*** Opening of Extracted records ***
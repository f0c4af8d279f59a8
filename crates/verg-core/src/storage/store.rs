//! Session-log persistence.
//!
//! The journal document holds the session log and aggregate stats together
//! and is written in one atomic step (temp file + rename), so an append or
//! delete can never leave the two halves inconsistent. Page images live as
//! one file per session under `pages/`, named by UUID; the log stores only
//! the file name.

use std::fs;
use std::path::{Path, PathBuf};

use serde::{Deserialize, Serialize};
use uuid::Uuid;

use super::data_dir;
use crate::error::StorageError;
use crate::session::SessionRecord;
use crate::stats::UserStats;

/// Storage collaborator contract for the session log and stats.
///
/// Implementations keep the log ordered newest-first and must leave
/// in-memory state unchanged when a write fails.
pub trait SessionStore {
    /// Append a completed session to the log.
    fn append(&mut self, record: SessionRecord) -> Result<(), StorageError>;

    /// Append a session and persist updated stats in one durable step.
    fn append_with_stats(
        &mut self,
        record: SessionRecord,
        stats: UserStats,
    ) -> Result<(), StorageError> {
        self.append(record)?;
        self.save_stats(stats)
    }

    /// All sessions, newest first.
    fn all(&self) -> &[SessionRecord];

    fn get(&self, id: Uuid) -> Option<&SessionRecord>;

    /// Remove a session and release its page image.
    fn delete(&mut self, id: Uuid) -> Result<SessionRecord, StorageError>;

    fn load_stats(&self) -> UserStats;

    fn save_stats(&mut self, stats: UserStats) -> Result<(), StorageError>;
}

#[derive(Debug, Default, Serialize, Deserialize)]
struct JournalDoc {
    #[serde(default)]
    sessions: Vec<SessionRecord>,
    #[serde(default)]
    stats: UserStats,
}

/// Durable store backed by a single JSON document plus flat image files.
///
/// Layout under the data directory:
/// - `journal.json` — session log and stats
/// - `pages/<uuid>.<ext>` — one captured page image per session
#[derive(Debug)]
pub struct JsonStore {
    path: PathBuf,
    images_dir: PathBuf,
    doc: JournalDoc,
}

impl JsonStore {
    /// Open the journal at `~/.config/verg/journal.json`, creating an empty
    /// one if none exists.
    pub fn open() -> Result<Self, StorageError> {
        let dir = data_dir()?;
        Self::open_at(&dir)
    }

    /// Open a journal rooted at an explicit directory (tests use a tempdir).
    pub fn open_at(dir: &Path) -> Result<Self, StorageError> {
        let path = dir.join("journal.json");
        let images_dir = dir.join("pages");
        fs::create_dir_all(&images_dir).map_err(StorageError::DataDir)?;

        let doc = match fs::read_to_string(&path) {
            Ok(content) => {
                let mut doc: JournalDoc =
                    serde_json::from_str(&content).map_err(|source| {
                        StorageError::JournalDecode {
                            path: path.clone(),
                            source,
                        }
                    })?;
                doc.sessions
                    .sort_by(|a, b| b.created_at.cmp(&a.created_at));
                doc
            }
            Err(e) if e.kind() == std::io::ErrorKind::NotFound => JournalDoc::default(),
            Err(source) => {
                return Err(StorageError::JournalIo {
                    path: path.clone(),
                    source,
                })
            }
        };

        Ok(Self {
            path,
            images_dir,
            doc,
        })
    }

    /// Copy a page image into the store, returning the stored file name.
    pub fn import_image(&self, source: &Path) -> Result<String, StorageError> {
        let ext = source
            .extension()
            .and_then(|e| e.to_str())
            .unwrap_or("jpg");
        let name = format!("{}.{ext}", Uuid::new_v4());
        fs::copy(source, self.images_dir.join(&name)).map_err(|e| StorageError::ImageImport {
            path: source.to_path_buf(),
            source: e,
        })?;
        Ok(name)
    }

    /// Absolute path of a stored page image.
    pub fn image_path(&self, name: &str) -> PathBuf {
        self.images_dir.join(name)
    }

    /// Write the document atomically: temp file in the same directory,
    /// then rename over the target.
    fn persist(&self, doc: &JournalDoc) -> Result<(), StorageError> {
        let content = serde_json::to_string_pretty(doc).map_err(StorageError::JournalEncode)?;
        let tmp = self.path.with_extension("json.tmp");
        let io_err = |source| StorageError::JournalIo {
            path: self.path.clone(),
            source,
        };
        fs::write(&tmp, content).map_err(io_err)?;
        fs::rename(&tmp, &self.path).map_err(io_err)?;
        Ok(())
    }
}

impl SessionStore for JsonStore {
    fn append(&mut self, record: SessionRecord) -> Result<(), StorageError> {
        let mut doc = JournalDoc {
            sessions: self.doc.sessions.clone(),
            stats: self.doc.stats,
        };
        doc.sessions.insert(0, record);
        self.persist(&doc)?;
        self.doc = doc;
        Ok(())
    }

    fn append_with_stats(
        &mut self,
        record: SessionRecord,
        stats: UserStats,
    ) -> Result<(), StorageError> {
        let mut doc = JournalDoc {
            sessions: self.doc.sessions.clone(),
            stats,
        };
        doc.sessions.insert(0, record);
        self.persist(&doc)?;
        self.doc = doc;
        Ok(())
    }

    fn all(&self) -> &[SessionRecord] {
        &self.doc.sessions
    }

    fn get(&self, id: Uuid) -> Option<&SessionRecord> {
        self.doc.sessions.iter().find(|s| s.id == id)
    }

    fn delete(&mut self, id: Uuid) -> Result<SessionRecord, StorageError> {
        let index = self
            .doc
            .sessions
            .iter()
            .position(|s| s.id == id)
            .ok_or(StorageError::SessionNotFound(id))?;

        let mut doc = JournalDoc {
            sessions: self.doc.sessions.clone(),
            stats: self.doc.stats,
        };
        let record = doc.sessions.remove(index);
        self.persist(&doc)?;
        self.doc = doc;

        // Release the page image. Best effort: a missing file is not a
        // reason to fail the delete.
        if let Some(name) = &record.image {
            let _ = fs::remove_file(self.images_dir.join(name));
        }
        Ok(record)
    }

    fn load_stats(&self) -> UserStats {
        self.doc.stats
    }

    fn save_stats(&mut self, stats: UserStats) -> Result<(), StorageError> {
        let doc = JournalDoc {
            sessions: self.doc.sessions.clone(),
            stats,
        };
        self.persist(&doc)?;
        self.doc = doc;
        Ok(())
    }
}

/// In-memory store, for tests and ephemeral hosts.
#[derive(Debug, Default)]
pub struct MemoryStore {
    sessions: Vec<SessionRecord>,
    stats: UserStats,
}

impl MemoryStore {
    pub fn new() -> Self {
        Self::default()
    }
}

impl SessionStore for MemoryStore {
    fn append(&mut self, record: SessionRecord) -> Result<(), StorageError> {
        self.sessions.insert(0, record);
        Ok(())
    }

    fn all(&self) -> &[SessionRecord] {
        &self.sessions
    }

    fn get(&self, id: Uuid) -> Option<&SessionRecord> {
        self.sessions.iter().find(|s| s.id == id)
    }

    fn delete(&mut self, id: Uuid) -> Result<SessionRecord, StorageError> {
        let index = self
            .sessions
            .iter()
            .position(|s| s.id == id)
            .ok_or(StorageError::SessionNotFound(id))?;
        Ok(self.sessions.remove(index))
    }

    fn load_stats(&self) -> UserStats {
        self.stats
    }

    fn save_stats(&mut self, stats: UserStats) -> Result<(), StorageError> {
        self.stats = stats;
        Ok(())
    }
}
*** Close of Extracted records ***
- The problem: Using the listing above, work out how many of its lines include "stored", and give only the result.

- Exercise result: 2